The current boom in Canada’s purpose-built rental building construction may soon be over.
A report from the Building and Land Development Association (BILD) says while we are seeing a record number of purpose-built rental completions right now, that’s expected to fall and we are headed for what experts say is a housing crisis worse than what Canada saw from 1991 to 1993.
“You’re looking at a shortfall of dedicated rental apartments versus population growth,” says Justin Sherwood, BILD’s communications and research officer. He adds that the financial viability of building them in Ontario and in the GTA has been challenging for quite some time.
“The City of Toronto really needs to start taking a look at what some of its neighbours are doing,” says Sherwood, adding purpose-built rental apartments have picked up in places like Mississauga and Vaughan following changes to municipal taxes and fees.
“The rates of return that you’re getting don’t enable these projects to be financially viable,” says Sherwood, “and don’t attract the investors necessary to build.”
As the population continues to grow, “but you’re not adding housing, over time that leads to supply challenges,” he adds.
According to the report, “with condo investors pulling back significantly,” purpose-built rentals are expected to contribute most of the new rental supply in the next decade.

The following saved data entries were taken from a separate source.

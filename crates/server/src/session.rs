use std::sync::RwLock;

use deskslice_protocol::{Calibration, Mode, VideoMode};

/// A consistent copy of the session state.
#[derive(Debug, Clone)]
pub struct Snapshot {
    pub authenticated: bool,
    pub input_enabled: bool,
    pub mode: Mode,
    pub monitor_index: i32,
    pub video_mode: VideoMode,
    pub calib: Calibration,
}

#[derive(Debug)]
struct State {
    authenticated: bool,
    input_enabled: bool,
    mode: Mode,
    monitor_index: i32,
    video_mode: VideoMode,
    calib: Calibration,
}

/// Runtime state for the single viewer, guarded by one reader-preferring
/// lock. Getters copy; the lock is never held across an await point.
#[derive(Debug)]
pub struct Session {
    password: String,
    state: RwLock<State>,
}

/// Constant-time byte comparison to prevent timing side-channel attacks.
fn constant_time_eq(a: &[u8], b: &[u8]) -> bool {
    if a.len() != b.len() {
        return false;
    }
    let mut diff = 0u8;
    for (x, y) in a.iter().zip(b.iter()) {
        diff |= x ^ y;
    }
    diff == 0
}

impl Session {
    pub fn new(password: &str) -> Self {
        Self {
            password: password.to_string(),
            state: RwLock::new(State {
                authenticated: false,
                input_enabled: true,
                mode: Mode::Presetup,
                monitor_index: 0,
                video_mode: VideoMode::Mjpeg,
                calib: Calibration::default(),
            }),
        }
    }

    /// Validate the password and set the auth flag accordingly.
    /// An empty password never authenticates.
    pub fn authenticate(&self, password: &str) -> bool {
        let ok = !password.is_empty()
            && constant_time_eq(password.as_bytes(), self.password.as_bytes());
        self.write().authenticated = ok;
        ok
    }

    pub fn logout(&self) {
        self.write().authenticated = false;
    }

    pub fn is_authenticated(&self) -> bool {
        self.read().authenticated
    }

    pub fn set_input_enabled(&self, enabled: bool) {
        self.write().input_enabled = enabled;
    }

    pub fn input_enabled(&self) -> bool {
        self.read().input_enabled
    }

    pub fn set_mode(&self, mode: Mode) {
        self.write().mode = mode;
    }

    pub fn mode(&self) -> Mode {
        self.read().mode
    }

    pub fn set_monitor(&self, index: i32) {
        self.write().monitor_index = index;
    }

    pub fn monitor_index(&self) -> i32 {
        self.read().monitor_index
    }

    /// Unknown values normalize to webrtc.
    pub fn set_video_mode(&self, raw: &str) {
        self.write().video_mode = VideoMode::parse(raw);
    }

    pub fn set_calib(&self, calib: Calibration) {
        self.write().calib = calib;
    }

    pub fn calib(&self) -> Calibration {
        self.read().calib
    }

    /// Copy every field under one lock acquisition.
    pub fn snapshot(&self) -> Snapshot {
        let s = self.read();
        Snapshot {
            authenticated: s.authenticated,
            input_enabled: s.input_enabled,
            mode: s.mode,
            monitor_index: s.monitor_index,
            video_mode: s.video_mode,
            calib: s.calib,
        }
    }

    fn read(&self) -> std::sync::RwLockReadGuard<'_, State> {
        self.state.read().unwrap_or_else(|e| e.into_inner())
    }

    fn write(&self) -> std::sync::RwLockWriteGuard<'_, State> {
        self.state.write().unwrap_or_else(|e| e.into_inner())
    }
}

#[cfg(test)]
mod tests {
    use super::*;
    use deskslice_protocol::Rect;

    #[test]
    fn authenticate_success_sets_flag() {
        let s = Session::new("secret");
        assert!(s.authenticate("secret"));
        assert!(s.is_authenticated());
    }

    #[test]
    fn authenticate_failure_clears_flag() {
        let s = Session::new("secret");
        assert!(s.authenticate("secret"));
        assert!(!s.authenticate("nope"));
        assert!(!s.is_authenticated());
    }

    #[test]
    fn empty_passwords_never_authenticate() {
        let s = Session::new("");
        assert!(!s.authenticate(""));
        assert!(!s.authenticate("anything"));
        let s = Session::new("secret");
        assert!(!s.authenticate(""));
    }

    #[test]
    fn logout_clears_auth() {
        let s = Session::new("secret");
        s.authenticate("secret");
        s.logout();
        assert!(!s.is_authenticated());
    }

    #[test]
    fn input_enabled_toggles() {
        let s = Session::new("secret");
        assert!(s.input_enabled());
        s.set_input_enabled(false);
        assert!(!s.input_enabled());
    }

    #[test]
    fn video_mode_normalizes_unknown_values() {
        let s = Session::new("secret");
        assert_eq!(s.snapshot().video_mode, VideoMode::Mjpeg);
        s.set_video_mode("h265");
        assert_eq!(s.snapshot().video_mode, VideoMode::Webrtc);
        s.set_video_mode("mjpeg");
        assert_eq!(s.snapshot().video_mode, VideoMode::Mjpeg);
    }

    #[test]
    fn snapshot_copies_all_fields() {
        let s = Session::new("secret");
        s.authenticate("secret");
        s.set_input_enabled(false);
        s.set_mode(Mode::Run);
        s.set_monitor(2);
        s.set_calib(Calibration {
            monitor_index: 2,
            plugin_abs: Rect::new(1, 2, 3, 4),
            ..Default::default()
        });
        let snap = s.snapshot();
        assert!(snap.authenticated);
        assert!(!snap.input_enabled);
        assert_eq!(snap.mode, Mode::Run);
        assert_eq!(snap.monitor_index, 2);
        assert_eq!(snap.calib.plugin_abs, Rect::new(1, 2, 3, 4));
    }
}
use thiserror::Error;

/// Errors crossing component boundaries. Each variant is distinguishable so
/// callers can react (fatal at startup, 500 in steady state, close a socket).
#[derive(Debug, Error)]
pub enum ServerError {
    #[error("configuration: {0}")]
    Config(String),

    #[error("no monitors detected")]
    NoMonitors,

    #[cfg_attr(windows, allow(dead_code))]
    #[error("monitor enumeration is not supported on this platform")]
    MonitorsUnsupported,

    #[error("monitor {0} not found")]
    MonitorNotFound(i32),

    #[error("encoder failed to start: {0}")]
    EncoderStart(String),

    #[error("rtp bind failed: {0}")]
    RtpBind(#[source] std::io::Error),

    #[error("rtp port allocation failed: {0}")]
    PortAlloc(#[source] std::io::Error),

    #[error("pipeline: {0}")]
    Pipeline(String),

    #[error("signaling protocol: {0}")]
    Protocol(String),

    #[error("{0} rect not calibrated")]
    CalibrationMissing(&'static str),

    #[error("input injection is not supported on this platform")]
    InputUnsupported,

    #[cfg_attr(not(windows), allow(dead_code))]
    #[error("input injection failed: {0}")]
    Injection(String),

    #[error(transparent)]
    WebRtc(#[from] webrtc::Error),

    #[error(transparent)]
    Io(#[from] std::io::Error),
}

pub type Result<T> = std::result::Result<T, ServerError>;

However, the report goes on to say that to deliver at least an additional 100,000 rental units on top of what the market is already on track to deliver, purpose-built rental construction starts need to increase by about 16,000-19,000 units per year.
The cost to build these projects is an impediment as “the rate of return is too low,” says Sherwood.
Higher interest rates, consumer behaviour and rising costs to build have led to a boiling point, where “many housing projects have become unviable in the GTA.”
To help alleviate the costs, Sherwood says all three levels of government have “levers” they could use.
For example, lowering property taxes for purpose-built rental projects, unlocking reserves that exist to support the delivery of housing, and eliminating or reducing the fees or development charges for rental and mixed-use projects.
If governments want to help, Sherwood says they can look at “how they’re introducing costs into those projects and address them.”
If they can reduce the cost, that helps improve the returns to make them more attractive for institutional investors, says Sherwood.
The City of Mississauga has “taken some very deliberate steps,” says Sherwood, such as eliminating all development charges on large, purpose-built rental apartments, which fundamentally change the cost structure.
“The City of Toronto is dead on arrival, there’s no way (the needed housing) is going to get built any time soon,” says Sherwood, adding that action is required by all three levels of government.
“We’ve been trying to advise governments that this point is coming and that housing starts are going to fall,” he says, adding that he feels the issue hasn’t been getting the attention it deserves.
“I’m genuinely concerned that we are going to look up and there are going to be no cranes in the sky,” says Sherwood, “And the population is going to keep on growing as we head into an even worse housing crisis.”